Una inquietante exploración de lo insólito.
Daniel Jándula me pidió que le presentara su
nueva novela en la casa en la que vivió Carlos Barral, hoy casa museo, en
Calafell; un lugar mágico, impregnado de una esencia inconfundible que le llega
desde el mar, habitualmente plácido, y que se deposita en las paredes hasta
agrietarlas. Me halagó la petición. Desde hace un año compartimos tertulia
radiofónica una vez al mes, además de cafés y risas. Pero esto es serio. Yo,
que no estoy avezado en presentaciones, que apenas me estreno, siento tanta
responsabilidad como ganas. Ganas de leer a Daniel Jándula, un autor del que ya
se dijo, en una mítica serie de televisión, que daría mucho de qué hablar.

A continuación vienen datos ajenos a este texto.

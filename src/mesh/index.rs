//! Index types for mesh elements.
//!
//! Vertices and faces are addressed through type-safe wrappers so a face index
//! can never be passed where a vertex index is expected. The wrappers are generic
//! over the underlying integer type: `u16` for tiny meshes, `u32` by default,
//! `u64` for very large scans.

use std::fmt::{self, Debug};
use std::hash::Hash;

/// Trait for integer types that can back mesh indices.
pub trait MeshIndex: Copy + Eq + Ord + Hash + Debug + Send + Sync + 'static {
    /// The largest index this type can hold.
    const MAX: Self;

    /// Convert from usize to this index type.
    ///
    /// # Panics
    /// Panics in debug builds if the value is too large for this index type.
    fn from_usize(v: usize) -> Self;

    /// Convert to usize.
    fn to_usize(self) -> usize;

    /// Whether `count` elements can be addressed with this index type.
    fn fits(count: usize) -> bool {
        count == 0 || count - 1 <= Self::MAX.to_usize()
    }
}

macro_rules! impl_mesh_index {
    ($ty:ty) => {
        impl MeshIndex for $ty {
            const MAX: Self = <$ty>::MAX;

            #[inline]
            fn from_usize(v: usize) -> Self {
                debug_assert!(
                    v as u128 <= <$ty>::MAX as u128,
                    "index {} too large for {}",
                    v,
                    stringify!($ty)
                );
                v as $ty
            }

            #[inline]
            fn to_usize(self) -> usize {
                self as usize
            }
        }
    };
}

impl_mesh_index!(u16);
impl_mesh_index!(u32);
impl_mesh_index!(u64);

/// A type-safe vertex index.
#[derive(Copy, Clone, Eq, PartialEq, Ord, PartialOrd, Hash)]
#[repr(transparent)]
pub struct VertexId<I: MeshIndex = u32>(I);

/// A type-safe face index.
#[derive(Copy, Clone, Eq, PartialEq, Ord, PartialOrd, Hash)]
#[repr(transparent)]
pub struct FaceId<I: MeshIndex = u32>(I);

macro_rules! impl_index_type {
    ($name:ident, $display:literal) => {
        impl<I: MeshIndex> $name<I> {
            /// Create a new index from a raw value.
            #[inline]
            pub fn new(index: usize) -> Self {
                Self(I::from_usize(index))
            }

            /// Get the raw index value.
            #[inline]
            pub fn index(self) -> usize {
                self.0.to_usize()
            }

            /// Get the raw value of the underlying type.
            #[inline]
            pub fn raw(self) -> I {
                self.0
            }
        }

        impl<I: MeshIndex> Debug for $name<I> {
            fn fmt(&self, f: &mut fmt::Formatter<'_>) -> fmt::Result {
                write!(f, "{}({})", $display, self.index())
            }
        }

        impl<I: MeshIndex> From<usize> for $name<I> {
            fn from(v: usize) -> Self {
                Self::new(v)
            }
        }
    };
}

impl_index_type!(VertexId, "V");
impl_index_type!(FaceId, "F");

#[cfg(test)]
mod tests {
    use super::*;

    #[test]
    fn test_vertex_id() {
        let v: VertexId = VertexId::new(42);
        assert_eq!(v.index(), 42);
        assert_eq!(v.raw(), 42u32);
    }

    #[test]
    fn test_small_indices() {
        let f: FaceId<u16> = FaceId::new(1000);
        assert_eq!(f.index(), 1000);
    }

    #[test]
    fn test_fits() {
        assert!(u16::fits(0));
        assert!(u16::fits(65_536));
        assert!(!u16::fits(65_537));
        assert!(u32::fits(1 << 20));
    }

    #[test]
    fn test_debug_format() {
        let v: VertexId = VertexId::new(7);
        assert_eq!(format!("{:?}", v), "V(7)");

        let f: FaceId = FaceId::from(3);
        assert_eq!(format!("{:?}", f), "F(3)");
    }
}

Para quien no lo conozca, o lo conozca pero
no lo haya tratado, Dani es un tipo de aspecto afable y humilde, acogedor. Su
mirada soslayada, tímida, de niño que mira sin querer ser visto, atrae de forma
magnética, como un agujero negro. Su manera distendida, hogareña, de estar en
el mundo, le confiere un aire de bondad incuestionable, casi infinita, y al
mismo tiempo trasmite, con esa mirada, la serenidad inquieta del que sabe mucho.
Tanta erudición lo hace irrumpir en inesperada carcajada numerosas veces,
cuando de tanto saber, asombra. Por eso tengo ganas de leerlo y de ver hasta
dónde es capaz de llegar. No vengo sin expectativa.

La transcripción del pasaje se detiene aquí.